The Post-Landfill Action Network has used a $25,000 AMP grant from the Entrepreneurs’ Fund of New Hampshire to ramp up its work of advancing the “zero-waste” movement on college campuses. The grant helped the organization to hire a Director of Campus Research and Resource Development. She is helping the organization to expand its operations and is building partnerships with existing waste-reduction companies.
When the grant was awarded, PLAN had been working with just nine campuses nationwide to reduce waste through student-led reuse, recycling, and waste-reduction initiatives. Now it is working with 40.
PLAN is now working with six of the 14 large college campuses in New Hampshire — up from just two six months ago.
In advancing the “zero-waste” movement, PLAN is keeping waste out of landfills, saving universities money on waste disposal fees, saving students money on back-to-school shopping, supporting the recycling industry, and developing student leadership centered on a pressing environmental issue.
The group is now helping schools work on aggregating materials to make recycling more cost-effective, and is in process of making agreements with three companies to help make that happen.
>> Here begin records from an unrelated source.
#[test]
fn engaging_the_lock_discards_the_stroke_in_flight() {
    let mut s = session();
    let lock = TimeLock::new();
    s.set_lock_signal(lock.signal());
    s.set_brush_size(10.0);
    gesture(&mut s, &[(20.0, 20.0), (200.0, 20.0)]);
    let before = active_pixels(&s);
    let id = s.active_layer().unwrap().id;
    assert_eq!(s.history().undo_count(id), 1);

    assert!(s.pointer_down(Pos2::new(20.0, 80.0), PointerButton::Primary));
    s.pointer_move(Pos2::new(200.0, 80.0));
    lock.set_expired(true);
    s.pointer_move(Pos2::new(300.0, 80.0));
    s.pointer_up(Pos2::new(300.0, 80.0));

    assert!(s.is_locked());
    assert_eq!(active_pixels(&s), before);
    assert_eq!(s.history().undo_count(id), 1);
    assert!(!s.pointer_down(Pos2::new(20.0, 80.0), PointerButton::Primary));

    lock.set_expired(false);
    assert!(s.pointer_down(Pos2::new(20.0, 80.0), PointerButton::Primary));
    s.pointer_move(Pos2::new(200.0, 80.0));
    s.pointer_up(Pos2::new(200.0, 80.0));
    assert_ne!(active_pixels(&s), before);
}

#[test]
fn lock_flicker_between_events_still_drops_the_stroke() {
    let mut s = session();
    let lock = TimeLock::new();
    s.set_lock_signal(lock.signal());
    s.set_brush_size(10.0);
    let id = s.active_layer().unwrap().id;

    assert!(s.pointer_down(Pos2::new(20.0, 80.0), PointerButton::Primary));
    s.pointer_move(Pos2::new(200.0, 80.0));
    lock.set_expired(true);
    lock.set_expired(false);
    s.pointer_up(Pos2::new(200.0, 80.0));

    assert!(!s.is_locked());
    assert_eq!(active_pixels(&s).get_pixel(100, 80).0[3], 0);
    assert_eq!(s.history().undo_count(id), 0);
    assert_eq!(s.gesture(), GestureKind::Idle);

    // the editor is usable again straight away
    gesture(&mut s, &[(20.0, 80.0), (200.0, 80.0)]);
    assert_eq!(active_pixels(&s).get_pixel(100, 80).0[3], 255);
}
And PLAN is helping student groups on campuses to create “move-out” projects like its initial successful model at the University of New Hampshire in Durham. When students move out, the items they discard — from refrigerators to clothing and electronics and furniture — are kept out of dumpsters and resold to students moving in.
And the group is creating training manuals and resource guides for campuses working toward zero waste.
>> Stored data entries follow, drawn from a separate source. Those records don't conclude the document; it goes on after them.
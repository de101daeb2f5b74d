//! The editor session: one owned object holding the layer stack, history,
//! color model, tools, selection, view and lock state of a single editing
//! surface.  Hosts feed it pointer, wheel and key events and read back
//! layers, overlay and exports; it never reaches into the host.

use std::cell::Cell;

use egui::{PointerButton, Pos2, Rect};
use image::{Rgba, RgbaImage};

use crate::canvas::{CanvasState, Layer, LayerId, Surface, WORK_HEIGHT, WORK_WIDTH};
use crate::components::colors::{ColorModel, parse_hex};
use crate::components::history::HistoryManager;
use crate::components::hotkeys::{self, ALPHA_STEP, Hotkey, KeyInput, SIZE_STEP};
use crate::components::layers::{LayerRow, LayersPanel, layer_rows};
use crate::components::tools::{
    Stroke, StrokeMode, Tool, ToolProperties, flatten_path, rasterize_polygon, rasterize_stroke,
};
use crate::config::EditorConfig;
use crate::io::{DecodeResult, EditorError, ExportHandle, ImageLoader, ImageSource, encode_png, fit_into};
use crate::lock::{LockController, LockSignal, LockTransition};
use crate::ops::clipboard::Clipboard;
use crate::ops::selection::{HANDLE_SIZE, Selection, SelectionEngine};
use crate::view::ViewTransform;

pub const BASE_LAYER_NAME: &str = "Base layer";
pub const REFERENCE_LAYER_NAME: &str = "Reference";

const MARQUEE_COLOR: Rgba<u8> = Rgba([0x3b, 0x82, 0xf6, 255]);
const MARQUEE_DASH: f32 = 6.0;
const MARQUEE_GAP: f32 = 4.0;
const LASSO_FILL_OPACITY: f32 = 0.25;
const RING_COLOR: Rgba<u8> = Rgba([0x11, 0x18, 0x27, 255]);
const RING_OPACITY: f32 = 0.7;
const RING_WIDTH: f32 = 1.5;
const RING_SEGMENTS: usize = 48;

/// What the pointer is currently doing.  Exactly one gesture runs at a time;
/// presses that arrive mid-gesture are ignored rather than queued.
enum Gesture {
    Idle,
    Stroke {
        stroke: Stroke,
        layer: LayerId,
        snapshot_pushed: bool,
    },
    Lasso {
        layer: LayerId,
    },
    /// Moving or resizing the floating selection.  Also entered right after
    /// a lift or a paste, before any button is held.
    DragSelection,
    Pan,
}

#[derive(Clone, Copy, Debug, PartialEq, Eq)]
pub enum GestureKind {
    Idle,
    Drawing,
    Lassoing,
    DraggingSelection,
    Panning,
}

/// Keeps the transient overlay hidden while alive.
pub struct OverlaySuppression<'a> {
    depth: &'a Cell<u32>,
}

impl Drop for OverlaySuppression<'_> {
    fn drop(&mut self) {
        self.depth.set(self.depth.get().saturating_sub(1));
    }
}

pub struct EditorSession {
    canvas: CanvasState,
    history: HistoryManager,
    colors: ColorModel,
    tool: Tool,
    props: ToolProperties,
    gesture: Gesture,
    selection: SelectionEngine,
    clipboard: Clipboard,
    view: ViewTransform,
    lock: LockController,
    layers_panel: LayersPanel,
    loader: ImageLoader,
    /// Last pointer position over the canvas, in raster space.
    last_pos: Pos2,
    overlay_enabled: bool,
    overlay_suppressed: Cell<u32>,
    notices: Vec<String>,
}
The group participated in the EFNH “Pitch Camp” which PLAN Director Alex Freid said “definitely helped us to hone our pitch, to explain in much more concise and understandable terms who we are, what we do, what our value is and how we can scale that value.”
He said that, as PLAN continues to build capacity and expand its reach, it will rely on the “network connections” made during the process.
And he hopes that the example set on college campuses will spread.
“What’s really interesting about the zero-waste movement is that campuses have the ability to achieve zero waste before the rest of society has the ability to do so,” Freid said.
But the rest of society may just take the model they create — and run with it.